— Work to complete —
Working from the records below, repeat exactly the lines starting at the line that contains "the client acknowledges" and ending at the line that contains "use std::ops::Deref;", inclusive.

— The input —

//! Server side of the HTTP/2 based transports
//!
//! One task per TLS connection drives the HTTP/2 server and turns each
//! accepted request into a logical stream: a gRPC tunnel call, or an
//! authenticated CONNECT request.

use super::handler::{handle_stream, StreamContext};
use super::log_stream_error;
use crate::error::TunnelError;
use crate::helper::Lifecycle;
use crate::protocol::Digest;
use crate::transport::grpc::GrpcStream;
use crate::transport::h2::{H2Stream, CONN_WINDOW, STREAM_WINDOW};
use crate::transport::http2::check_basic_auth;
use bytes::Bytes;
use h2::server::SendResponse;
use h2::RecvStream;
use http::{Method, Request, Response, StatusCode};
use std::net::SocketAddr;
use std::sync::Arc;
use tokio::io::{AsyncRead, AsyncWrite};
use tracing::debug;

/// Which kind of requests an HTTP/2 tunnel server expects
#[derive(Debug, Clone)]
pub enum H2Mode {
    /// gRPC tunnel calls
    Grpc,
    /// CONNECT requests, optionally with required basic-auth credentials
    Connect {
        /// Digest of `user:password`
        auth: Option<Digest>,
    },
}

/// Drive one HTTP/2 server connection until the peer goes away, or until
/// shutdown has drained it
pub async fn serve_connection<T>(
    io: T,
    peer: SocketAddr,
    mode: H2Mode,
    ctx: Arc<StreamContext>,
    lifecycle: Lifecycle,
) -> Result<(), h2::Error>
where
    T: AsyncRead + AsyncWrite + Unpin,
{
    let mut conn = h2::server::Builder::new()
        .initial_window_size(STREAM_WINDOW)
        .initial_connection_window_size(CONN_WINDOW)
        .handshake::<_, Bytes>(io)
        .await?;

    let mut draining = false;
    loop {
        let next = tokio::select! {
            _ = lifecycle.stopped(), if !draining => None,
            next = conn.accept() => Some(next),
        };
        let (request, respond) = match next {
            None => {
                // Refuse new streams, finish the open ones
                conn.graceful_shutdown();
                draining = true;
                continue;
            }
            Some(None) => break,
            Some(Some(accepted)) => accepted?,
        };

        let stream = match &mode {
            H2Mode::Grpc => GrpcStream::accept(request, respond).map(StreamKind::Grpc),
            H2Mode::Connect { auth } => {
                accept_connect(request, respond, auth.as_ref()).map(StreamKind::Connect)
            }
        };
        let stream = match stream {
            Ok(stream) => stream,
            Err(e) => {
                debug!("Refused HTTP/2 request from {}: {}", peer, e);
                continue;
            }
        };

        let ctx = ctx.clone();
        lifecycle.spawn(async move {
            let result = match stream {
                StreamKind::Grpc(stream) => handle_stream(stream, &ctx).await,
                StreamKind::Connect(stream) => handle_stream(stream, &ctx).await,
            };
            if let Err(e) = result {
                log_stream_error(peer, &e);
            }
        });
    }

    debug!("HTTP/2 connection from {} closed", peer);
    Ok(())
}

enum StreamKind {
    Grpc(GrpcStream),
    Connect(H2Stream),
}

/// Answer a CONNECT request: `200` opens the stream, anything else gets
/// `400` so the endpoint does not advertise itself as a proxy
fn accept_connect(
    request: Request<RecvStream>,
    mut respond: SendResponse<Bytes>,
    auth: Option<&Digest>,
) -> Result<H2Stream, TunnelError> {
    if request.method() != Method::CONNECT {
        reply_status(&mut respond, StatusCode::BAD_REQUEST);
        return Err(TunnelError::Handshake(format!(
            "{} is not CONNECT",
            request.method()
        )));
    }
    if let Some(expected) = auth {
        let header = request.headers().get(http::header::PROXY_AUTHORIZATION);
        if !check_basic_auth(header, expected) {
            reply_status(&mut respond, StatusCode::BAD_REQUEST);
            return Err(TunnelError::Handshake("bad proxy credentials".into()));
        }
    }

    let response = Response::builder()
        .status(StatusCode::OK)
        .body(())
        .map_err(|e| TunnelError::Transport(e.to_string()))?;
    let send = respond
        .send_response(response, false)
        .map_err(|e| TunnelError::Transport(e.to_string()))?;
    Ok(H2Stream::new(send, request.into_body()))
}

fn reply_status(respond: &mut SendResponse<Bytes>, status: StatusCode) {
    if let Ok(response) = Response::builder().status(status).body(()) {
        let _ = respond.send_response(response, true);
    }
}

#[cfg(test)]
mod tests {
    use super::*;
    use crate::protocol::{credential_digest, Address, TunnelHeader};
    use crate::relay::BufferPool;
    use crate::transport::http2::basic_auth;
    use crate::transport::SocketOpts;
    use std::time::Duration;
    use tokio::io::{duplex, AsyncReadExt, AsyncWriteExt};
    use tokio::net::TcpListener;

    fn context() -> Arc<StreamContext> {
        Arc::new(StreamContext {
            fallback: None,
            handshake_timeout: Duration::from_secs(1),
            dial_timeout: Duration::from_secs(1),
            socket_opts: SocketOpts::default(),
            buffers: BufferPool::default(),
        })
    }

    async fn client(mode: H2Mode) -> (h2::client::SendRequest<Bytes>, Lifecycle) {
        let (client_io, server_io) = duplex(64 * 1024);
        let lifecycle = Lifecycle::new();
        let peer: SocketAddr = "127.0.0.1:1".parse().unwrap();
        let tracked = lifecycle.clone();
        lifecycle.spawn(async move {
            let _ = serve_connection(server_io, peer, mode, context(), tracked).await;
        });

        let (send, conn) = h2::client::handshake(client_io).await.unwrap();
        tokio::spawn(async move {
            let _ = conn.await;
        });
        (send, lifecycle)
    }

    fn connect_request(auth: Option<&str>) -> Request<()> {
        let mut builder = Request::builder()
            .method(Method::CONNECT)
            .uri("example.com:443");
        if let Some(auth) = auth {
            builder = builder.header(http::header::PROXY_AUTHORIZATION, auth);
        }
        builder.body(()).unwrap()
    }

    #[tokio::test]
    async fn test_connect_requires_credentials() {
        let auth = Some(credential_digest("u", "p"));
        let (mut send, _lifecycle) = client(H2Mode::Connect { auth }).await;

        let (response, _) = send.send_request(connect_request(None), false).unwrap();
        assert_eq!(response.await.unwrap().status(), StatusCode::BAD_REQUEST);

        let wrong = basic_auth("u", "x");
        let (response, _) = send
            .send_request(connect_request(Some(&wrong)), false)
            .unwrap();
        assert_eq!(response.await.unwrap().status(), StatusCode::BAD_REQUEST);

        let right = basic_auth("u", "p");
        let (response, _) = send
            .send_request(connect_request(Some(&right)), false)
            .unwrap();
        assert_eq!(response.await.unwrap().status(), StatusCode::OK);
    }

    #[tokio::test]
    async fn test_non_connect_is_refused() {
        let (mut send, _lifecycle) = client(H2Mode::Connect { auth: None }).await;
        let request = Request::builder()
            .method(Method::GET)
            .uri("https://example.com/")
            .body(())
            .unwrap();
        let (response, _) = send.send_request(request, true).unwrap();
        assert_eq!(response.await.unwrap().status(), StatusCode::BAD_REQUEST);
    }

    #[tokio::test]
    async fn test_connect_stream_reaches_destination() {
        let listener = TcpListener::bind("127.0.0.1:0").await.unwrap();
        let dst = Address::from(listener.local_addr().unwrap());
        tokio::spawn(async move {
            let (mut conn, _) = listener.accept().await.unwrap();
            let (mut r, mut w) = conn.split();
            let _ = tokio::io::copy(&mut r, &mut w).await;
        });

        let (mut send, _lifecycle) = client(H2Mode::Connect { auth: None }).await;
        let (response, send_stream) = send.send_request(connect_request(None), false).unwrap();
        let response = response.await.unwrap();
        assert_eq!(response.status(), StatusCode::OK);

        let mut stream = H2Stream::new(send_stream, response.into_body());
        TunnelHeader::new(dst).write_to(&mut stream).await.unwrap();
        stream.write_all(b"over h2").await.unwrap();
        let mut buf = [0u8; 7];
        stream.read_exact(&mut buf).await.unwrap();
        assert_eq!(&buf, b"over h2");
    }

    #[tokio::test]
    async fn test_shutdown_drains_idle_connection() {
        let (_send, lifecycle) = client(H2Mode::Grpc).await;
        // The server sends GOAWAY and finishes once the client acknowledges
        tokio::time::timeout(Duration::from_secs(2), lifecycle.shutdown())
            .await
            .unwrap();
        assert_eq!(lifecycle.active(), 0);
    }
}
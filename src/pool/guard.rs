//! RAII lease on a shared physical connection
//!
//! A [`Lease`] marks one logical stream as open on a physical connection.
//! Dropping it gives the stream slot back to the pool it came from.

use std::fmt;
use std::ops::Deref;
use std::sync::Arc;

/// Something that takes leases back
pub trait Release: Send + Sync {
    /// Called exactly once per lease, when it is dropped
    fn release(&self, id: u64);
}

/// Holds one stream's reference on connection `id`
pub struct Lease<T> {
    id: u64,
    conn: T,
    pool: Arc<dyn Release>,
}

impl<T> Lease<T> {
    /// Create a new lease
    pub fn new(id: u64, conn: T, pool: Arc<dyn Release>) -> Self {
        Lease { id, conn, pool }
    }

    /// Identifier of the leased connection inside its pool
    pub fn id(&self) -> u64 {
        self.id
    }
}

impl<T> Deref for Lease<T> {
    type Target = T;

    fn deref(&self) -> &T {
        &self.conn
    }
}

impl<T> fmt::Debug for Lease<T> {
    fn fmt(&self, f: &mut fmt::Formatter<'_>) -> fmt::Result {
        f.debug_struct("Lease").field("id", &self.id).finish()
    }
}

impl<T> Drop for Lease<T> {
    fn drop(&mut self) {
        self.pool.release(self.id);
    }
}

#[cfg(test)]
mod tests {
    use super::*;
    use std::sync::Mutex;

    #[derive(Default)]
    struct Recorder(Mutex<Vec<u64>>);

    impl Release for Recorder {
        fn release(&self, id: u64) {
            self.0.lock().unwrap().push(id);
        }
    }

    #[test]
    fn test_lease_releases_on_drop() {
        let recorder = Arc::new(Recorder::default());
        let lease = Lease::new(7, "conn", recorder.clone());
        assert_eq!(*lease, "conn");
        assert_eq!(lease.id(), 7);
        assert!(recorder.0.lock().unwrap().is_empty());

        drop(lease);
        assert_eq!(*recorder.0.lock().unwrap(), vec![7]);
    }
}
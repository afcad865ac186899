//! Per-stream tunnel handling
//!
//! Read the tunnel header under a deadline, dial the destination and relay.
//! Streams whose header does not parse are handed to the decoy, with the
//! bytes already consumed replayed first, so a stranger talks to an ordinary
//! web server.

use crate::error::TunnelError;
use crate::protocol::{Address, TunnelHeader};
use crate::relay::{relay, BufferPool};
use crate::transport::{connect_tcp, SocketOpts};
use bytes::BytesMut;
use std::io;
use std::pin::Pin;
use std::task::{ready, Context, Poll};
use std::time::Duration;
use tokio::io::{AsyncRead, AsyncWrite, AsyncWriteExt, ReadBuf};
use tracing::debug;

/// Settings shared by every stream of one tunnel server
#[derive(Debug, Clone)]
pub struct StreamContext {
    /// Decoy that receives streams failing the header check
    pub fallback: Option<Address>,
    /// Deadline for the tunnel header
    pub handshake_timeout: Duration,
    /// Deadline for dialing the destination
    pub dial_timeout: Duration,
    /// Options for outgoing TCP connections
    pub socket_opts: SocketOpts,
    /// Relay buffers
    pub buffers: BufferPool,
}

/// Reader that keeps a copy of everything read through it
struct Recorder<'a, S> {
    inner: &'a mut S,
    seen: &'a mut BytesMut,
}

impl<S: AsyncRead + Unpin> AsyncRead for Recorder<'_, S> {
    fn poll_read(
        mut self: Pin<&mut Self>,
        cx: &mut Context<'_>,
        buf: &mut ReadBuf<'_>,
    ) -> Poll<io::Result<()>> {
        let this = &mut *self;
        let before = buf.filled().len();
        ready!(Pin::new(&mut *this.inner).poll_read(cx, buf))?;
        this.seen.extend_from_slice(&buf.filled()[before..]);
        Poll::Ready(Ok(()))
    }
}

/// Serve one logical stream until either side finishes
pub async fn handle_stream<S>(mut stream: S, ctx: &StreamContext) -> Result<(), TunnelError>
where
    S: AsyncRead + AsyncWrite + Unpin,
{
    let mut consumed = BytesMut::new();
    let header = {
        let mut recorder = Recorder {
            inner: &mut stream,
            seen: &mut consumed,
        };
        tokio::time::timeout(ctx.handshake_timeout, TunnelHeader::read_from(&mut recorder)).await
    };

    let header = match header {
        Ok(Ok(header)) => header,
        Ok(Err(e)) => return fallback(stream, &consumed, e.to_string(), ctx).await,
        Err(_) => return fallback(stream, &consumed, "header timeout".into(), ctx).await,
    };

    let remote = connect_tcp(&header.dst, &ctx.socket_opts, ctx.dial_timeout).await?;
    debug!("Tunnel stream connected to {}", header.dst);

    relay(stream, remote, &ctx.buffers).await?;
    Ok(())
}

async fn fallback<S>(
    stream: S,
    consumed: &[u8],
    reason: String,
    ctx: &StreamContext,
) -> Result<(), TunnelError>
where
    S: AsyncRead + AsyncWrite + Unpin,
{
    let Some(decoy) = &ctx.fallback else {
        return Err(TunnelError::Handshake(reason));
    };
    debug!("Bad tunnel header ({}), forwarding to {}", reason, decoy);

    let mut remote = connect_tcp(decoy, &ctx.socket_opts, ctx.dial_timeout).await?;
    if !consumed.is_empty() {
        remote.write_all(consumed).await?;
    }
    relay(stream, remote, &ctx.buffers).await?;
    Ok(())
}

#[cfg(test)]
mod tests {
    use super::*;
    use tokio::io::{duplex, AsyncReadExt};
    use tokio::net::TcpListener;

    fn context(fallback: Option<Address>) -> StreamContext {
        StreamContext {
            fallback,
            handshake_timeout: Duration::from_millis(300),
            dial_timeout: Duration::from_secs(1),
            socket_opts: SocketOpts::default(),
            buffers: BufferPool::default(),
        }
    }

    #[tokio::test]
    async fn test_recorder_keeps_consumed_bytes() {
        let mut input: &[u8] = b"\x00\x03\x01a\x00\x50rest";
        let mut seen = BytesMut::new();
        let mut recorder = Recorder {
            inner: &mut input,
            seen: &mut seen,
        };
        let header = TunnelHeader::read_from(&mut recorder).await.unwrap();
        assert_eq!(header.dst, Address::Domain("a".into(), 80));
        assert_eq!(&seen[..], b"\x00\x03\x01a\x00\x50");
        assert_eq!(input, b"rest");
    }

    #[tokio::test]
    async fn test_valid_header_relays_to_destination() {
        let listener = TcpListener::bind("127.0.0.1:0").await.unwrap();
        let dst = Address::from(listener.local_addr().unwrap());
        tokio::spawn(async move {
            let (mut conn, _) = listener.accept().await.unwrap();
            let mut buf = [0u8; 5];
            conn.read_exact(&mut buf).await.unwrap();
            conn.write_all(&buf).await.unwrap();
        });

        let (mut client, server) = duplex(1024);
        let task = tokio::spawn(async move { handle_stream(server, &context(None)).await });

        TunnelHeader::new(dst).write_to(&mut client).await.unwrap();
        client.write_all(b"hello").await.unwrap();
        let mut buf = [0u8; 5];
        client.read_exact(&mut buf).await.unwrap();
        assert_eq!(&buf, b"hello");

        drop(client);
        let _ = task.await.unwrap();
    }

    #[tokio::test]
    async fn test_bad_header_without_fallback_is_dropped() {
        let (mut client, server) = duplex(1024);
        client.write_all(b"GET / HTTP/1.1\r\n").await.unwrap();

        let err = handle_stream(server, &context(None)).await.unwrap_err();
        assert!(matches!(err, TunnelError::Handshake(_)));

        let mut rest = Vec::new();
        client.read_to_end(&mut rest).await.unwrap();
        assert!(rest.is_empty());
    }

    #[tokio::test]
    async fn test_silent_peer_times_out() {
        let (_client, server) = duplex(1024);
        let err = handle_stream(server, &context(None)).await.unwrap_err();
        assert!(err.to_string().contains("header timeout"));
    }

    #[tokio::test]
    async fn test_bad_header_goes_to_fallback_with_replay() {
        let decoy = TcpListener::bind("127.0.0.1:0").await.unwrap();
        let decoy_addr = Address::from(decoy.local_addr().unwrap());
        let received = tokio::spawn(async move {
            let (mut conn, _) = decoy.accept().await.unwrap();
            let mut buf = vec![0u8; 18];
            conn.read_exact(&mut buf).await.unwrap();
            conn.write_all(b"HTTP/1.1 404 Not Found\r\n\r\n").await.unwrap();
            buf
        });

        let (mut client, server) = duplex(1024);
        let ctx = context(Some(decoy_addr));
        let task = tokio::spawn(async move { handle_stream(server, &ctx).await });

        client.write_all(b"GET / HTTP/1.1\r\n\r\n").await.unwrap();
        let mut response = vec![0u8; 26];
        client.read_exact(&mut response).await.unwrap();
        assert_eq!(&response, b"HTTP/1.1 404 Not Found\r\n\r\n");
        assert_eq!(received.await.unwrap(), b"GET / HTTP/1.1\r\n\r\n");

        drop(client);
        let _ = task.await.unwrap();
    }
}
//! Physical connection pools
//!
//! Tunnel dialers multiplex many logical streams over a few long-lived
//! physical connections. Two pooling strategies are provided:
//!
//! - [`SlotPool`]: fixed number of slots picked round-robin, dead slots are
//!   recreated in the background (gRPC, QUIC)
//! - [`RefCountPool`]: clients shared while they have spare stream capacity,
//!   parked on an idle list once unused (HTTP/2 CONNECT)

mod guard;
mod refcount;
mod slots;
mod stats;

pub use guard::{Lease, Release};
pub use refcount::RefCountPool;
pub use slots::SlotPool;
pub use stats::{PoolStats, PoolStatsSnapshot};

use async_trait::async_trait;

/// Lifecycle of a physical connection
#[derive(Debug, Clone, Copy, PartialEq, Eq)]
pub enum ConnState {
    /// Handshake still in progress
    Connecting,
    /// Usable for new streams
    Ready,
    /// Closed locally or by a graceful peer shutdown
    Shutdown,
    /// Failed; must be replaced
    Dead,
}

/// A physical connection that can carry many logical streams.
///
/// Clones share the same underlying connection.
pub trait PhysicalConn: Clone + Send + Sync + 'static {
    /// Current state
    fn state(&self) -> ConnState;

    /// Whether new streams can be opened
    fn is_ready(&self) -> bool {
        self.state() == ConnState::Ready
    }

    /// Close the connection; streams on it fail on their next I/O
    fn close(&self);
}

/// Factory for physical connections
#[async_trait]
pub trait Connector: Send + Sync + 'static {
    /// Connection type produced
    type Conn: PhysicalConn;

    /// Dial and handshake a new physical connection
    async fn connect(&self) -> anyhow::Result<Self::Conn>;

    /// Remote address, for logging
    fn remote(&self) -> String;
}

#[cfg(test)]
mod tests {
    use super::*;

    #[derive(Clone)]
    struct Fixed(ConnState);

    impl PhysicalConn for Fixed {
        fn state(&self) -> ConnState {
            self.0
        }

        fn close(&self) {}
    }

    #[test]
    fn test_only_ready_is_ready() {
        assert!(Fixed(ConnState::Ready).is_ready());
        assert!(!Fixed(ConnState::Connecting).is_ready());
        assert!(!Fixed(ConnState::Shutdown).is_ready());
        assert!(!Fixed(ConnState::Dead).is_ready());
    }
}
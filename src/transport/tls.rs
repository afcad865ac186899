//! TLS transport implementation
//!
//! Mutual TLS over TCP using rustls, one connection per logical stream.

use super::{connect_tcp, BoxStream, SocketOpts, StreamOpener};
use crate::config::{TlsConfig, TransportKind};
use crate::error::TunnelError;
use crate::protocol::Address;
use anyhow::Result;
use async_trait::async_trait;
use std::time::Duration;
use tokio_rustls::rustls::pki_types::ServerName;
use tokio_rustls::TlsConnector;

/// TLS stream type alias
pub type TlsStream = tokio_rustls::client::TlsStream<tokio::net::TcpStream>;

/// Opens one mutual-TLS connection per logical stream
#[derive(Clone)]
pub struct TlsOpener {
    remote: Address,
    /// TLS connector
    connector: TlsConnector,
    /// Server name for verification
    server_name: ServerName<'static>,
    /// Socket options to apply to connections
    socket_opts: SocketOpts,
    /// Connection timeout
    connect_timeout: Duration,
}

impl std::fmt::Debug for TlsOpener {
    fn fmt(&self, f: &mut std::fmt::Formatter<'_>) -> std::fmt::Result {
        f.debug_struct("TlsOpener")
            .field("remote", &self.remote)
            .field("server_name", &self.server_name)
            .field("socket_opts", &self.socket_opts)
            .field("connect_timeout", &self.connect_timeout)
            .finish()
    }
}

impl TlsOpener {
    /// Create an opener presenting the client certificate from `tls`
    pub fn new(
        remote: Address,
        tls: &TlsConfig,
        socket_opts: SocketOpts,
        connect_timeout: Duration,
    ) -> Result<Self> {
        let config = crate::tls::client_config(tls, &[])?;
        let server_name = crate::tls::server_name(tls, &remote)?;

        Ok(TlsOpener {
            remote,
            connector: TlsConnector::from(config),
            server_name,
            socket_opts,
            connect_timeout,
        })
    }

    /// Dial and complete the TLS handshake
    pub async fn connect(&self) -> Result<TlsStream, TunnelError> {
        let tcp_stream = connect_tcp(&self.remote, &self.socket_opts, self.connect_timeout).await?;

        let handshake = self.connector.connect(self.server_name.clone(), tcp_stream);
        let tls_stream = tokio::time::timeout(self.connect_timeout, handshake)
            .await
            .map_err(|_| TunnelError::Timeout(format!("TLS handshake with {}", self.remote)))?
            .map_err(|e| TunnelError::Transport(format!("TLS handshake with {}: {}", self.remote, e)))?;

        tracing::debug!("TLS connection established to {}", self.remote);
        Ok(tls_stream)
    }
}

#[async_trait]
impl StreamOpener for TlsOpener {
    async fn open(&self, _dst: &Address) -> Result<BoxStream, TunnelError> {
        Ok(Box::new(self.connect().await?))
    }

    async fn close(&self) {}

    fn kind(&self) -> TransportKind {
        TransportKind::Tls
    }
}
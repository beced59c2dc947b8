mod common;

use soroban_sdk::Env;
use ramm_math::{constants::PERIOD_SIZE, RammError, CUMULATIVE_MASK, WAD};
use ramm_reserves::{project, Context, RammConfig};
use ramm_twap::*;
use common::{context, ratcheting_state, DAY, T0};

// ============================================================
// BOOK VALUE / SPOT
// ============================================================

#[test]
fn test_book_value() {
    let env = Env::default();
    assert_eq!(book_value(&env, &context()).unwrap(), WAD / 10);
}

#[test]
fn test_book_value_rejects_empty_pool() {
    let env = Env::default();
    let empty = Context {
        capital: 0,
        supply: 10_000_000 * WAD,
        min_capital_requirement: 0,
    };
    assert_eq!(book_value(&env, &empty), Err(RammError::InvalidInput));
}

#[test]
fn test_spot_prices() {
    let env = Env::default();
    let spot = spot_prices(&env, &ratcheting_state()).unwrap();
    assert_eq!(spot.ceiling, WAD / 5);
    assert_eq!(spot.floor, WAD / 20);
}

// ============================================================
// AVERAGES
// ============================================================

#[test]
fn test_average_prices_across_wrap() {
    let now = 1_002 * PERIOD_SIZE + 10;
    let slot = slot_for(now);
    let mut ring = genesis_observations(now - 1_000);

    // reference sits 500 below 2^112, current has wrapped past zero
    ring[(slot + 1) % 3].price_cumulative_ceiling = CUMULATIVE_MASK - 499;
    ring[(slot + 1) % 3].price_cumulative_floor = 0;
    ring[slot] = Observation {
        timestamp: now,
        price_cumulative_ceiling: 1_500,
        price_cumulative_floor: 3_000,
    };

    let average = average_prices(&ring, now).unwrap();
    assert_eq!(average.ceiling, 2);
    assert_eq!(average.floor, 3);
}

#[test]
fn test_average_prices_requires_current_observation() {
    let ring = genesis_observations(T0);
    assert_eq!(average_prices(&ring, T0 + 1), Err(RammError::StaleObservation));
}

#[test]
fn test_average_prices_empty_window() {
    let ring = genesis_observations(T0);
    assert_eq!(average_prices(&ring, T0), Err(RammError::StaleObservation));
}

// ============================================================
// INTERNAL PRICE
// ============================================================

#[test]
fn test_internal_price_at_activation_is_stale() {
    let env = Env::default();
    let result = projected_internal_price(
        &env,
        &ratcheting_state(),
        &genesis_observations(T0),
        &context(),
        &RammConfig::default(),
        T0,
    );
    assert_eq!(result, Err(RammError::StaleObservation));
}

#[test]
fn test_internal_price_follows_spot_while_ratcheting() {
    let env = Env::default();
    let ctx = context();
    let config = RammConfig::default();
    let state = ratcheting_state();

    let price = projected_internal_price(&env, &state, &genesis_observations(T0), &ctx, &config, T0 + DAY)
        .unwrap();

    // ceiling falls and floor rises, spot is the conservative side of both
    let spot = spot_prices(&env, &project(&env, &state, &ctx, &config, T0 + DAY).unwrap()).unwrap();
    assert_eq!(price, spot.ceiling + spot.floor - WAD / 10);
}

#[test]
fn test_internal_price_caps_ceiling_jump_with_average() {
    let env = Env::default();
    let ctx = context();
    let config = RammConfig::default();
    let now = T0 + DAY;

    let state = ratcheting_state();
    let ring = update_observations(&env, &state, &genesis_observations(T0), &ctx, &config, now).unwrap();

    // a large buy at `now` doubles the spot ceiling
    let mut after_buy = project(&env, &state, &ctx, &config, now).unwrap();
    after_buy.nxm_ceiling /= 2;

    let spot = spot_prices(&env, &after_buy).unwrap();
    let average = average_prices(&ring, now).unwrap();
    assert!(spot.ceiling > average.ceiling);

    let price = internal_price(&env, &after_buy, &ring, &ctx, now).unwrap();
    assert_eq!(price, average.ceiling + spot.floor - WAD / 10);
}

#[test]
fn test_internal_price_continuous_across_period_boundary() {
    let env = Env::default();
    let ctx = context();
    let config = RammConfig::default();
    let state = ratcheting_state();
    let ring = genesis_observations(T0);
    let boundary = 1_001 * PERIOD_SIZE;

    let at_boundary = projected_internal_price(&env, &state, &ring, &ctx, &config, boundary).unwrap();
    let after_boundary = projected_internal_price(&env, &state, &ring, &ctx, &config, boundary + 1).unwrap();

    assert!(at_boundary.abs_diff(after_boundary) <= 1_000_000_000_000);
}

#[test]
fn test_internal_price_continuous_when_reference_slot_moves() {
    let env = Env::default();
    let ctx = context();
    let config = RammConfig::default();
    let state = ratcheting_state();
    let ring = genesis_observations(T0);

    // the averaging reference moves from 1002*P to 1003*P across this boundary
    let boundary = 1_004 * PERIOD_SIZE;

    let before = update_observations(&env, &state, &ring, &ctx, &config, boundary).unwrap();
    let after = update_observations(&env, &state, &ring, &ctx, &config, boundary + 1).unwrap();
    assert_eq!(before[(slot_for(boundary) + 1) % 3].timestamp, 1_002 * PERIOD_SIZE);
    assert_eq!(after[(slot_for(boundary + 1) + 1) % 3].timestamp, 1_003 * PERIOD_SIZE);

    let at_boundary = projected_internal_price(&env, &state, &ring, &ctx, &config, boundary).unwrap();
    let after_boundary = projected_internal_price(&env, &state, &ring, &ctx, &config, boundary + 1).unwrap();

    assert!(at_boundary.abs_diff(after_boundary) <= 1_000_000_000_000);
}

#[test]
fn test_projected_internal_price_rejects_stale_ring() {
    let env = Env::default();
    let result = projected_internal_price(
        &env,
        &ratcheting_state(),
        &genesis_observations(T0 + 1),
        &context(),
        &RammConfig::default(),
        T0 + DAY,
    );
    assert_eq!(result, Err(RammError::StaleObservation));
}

— Solution to the problem —
        // The server sends GOAWAY and finishes once the client acknowledges
        tokio::time::timeout(Duration::from_secs(2), lifecycle.shutdown())
            .await
            .unwrap();
        assert_eq!(lifecycle.active(), 0);
    }
}
filename src/pool/guard.rs
//! RAII lease on a shared physical connection
//!
//! A [`Lease`] marks one logical stream as open on a physical connection.
//! Dropping it gives the stream slot back to the pool it came from.

use std::fmt;
use std::ops::Deref;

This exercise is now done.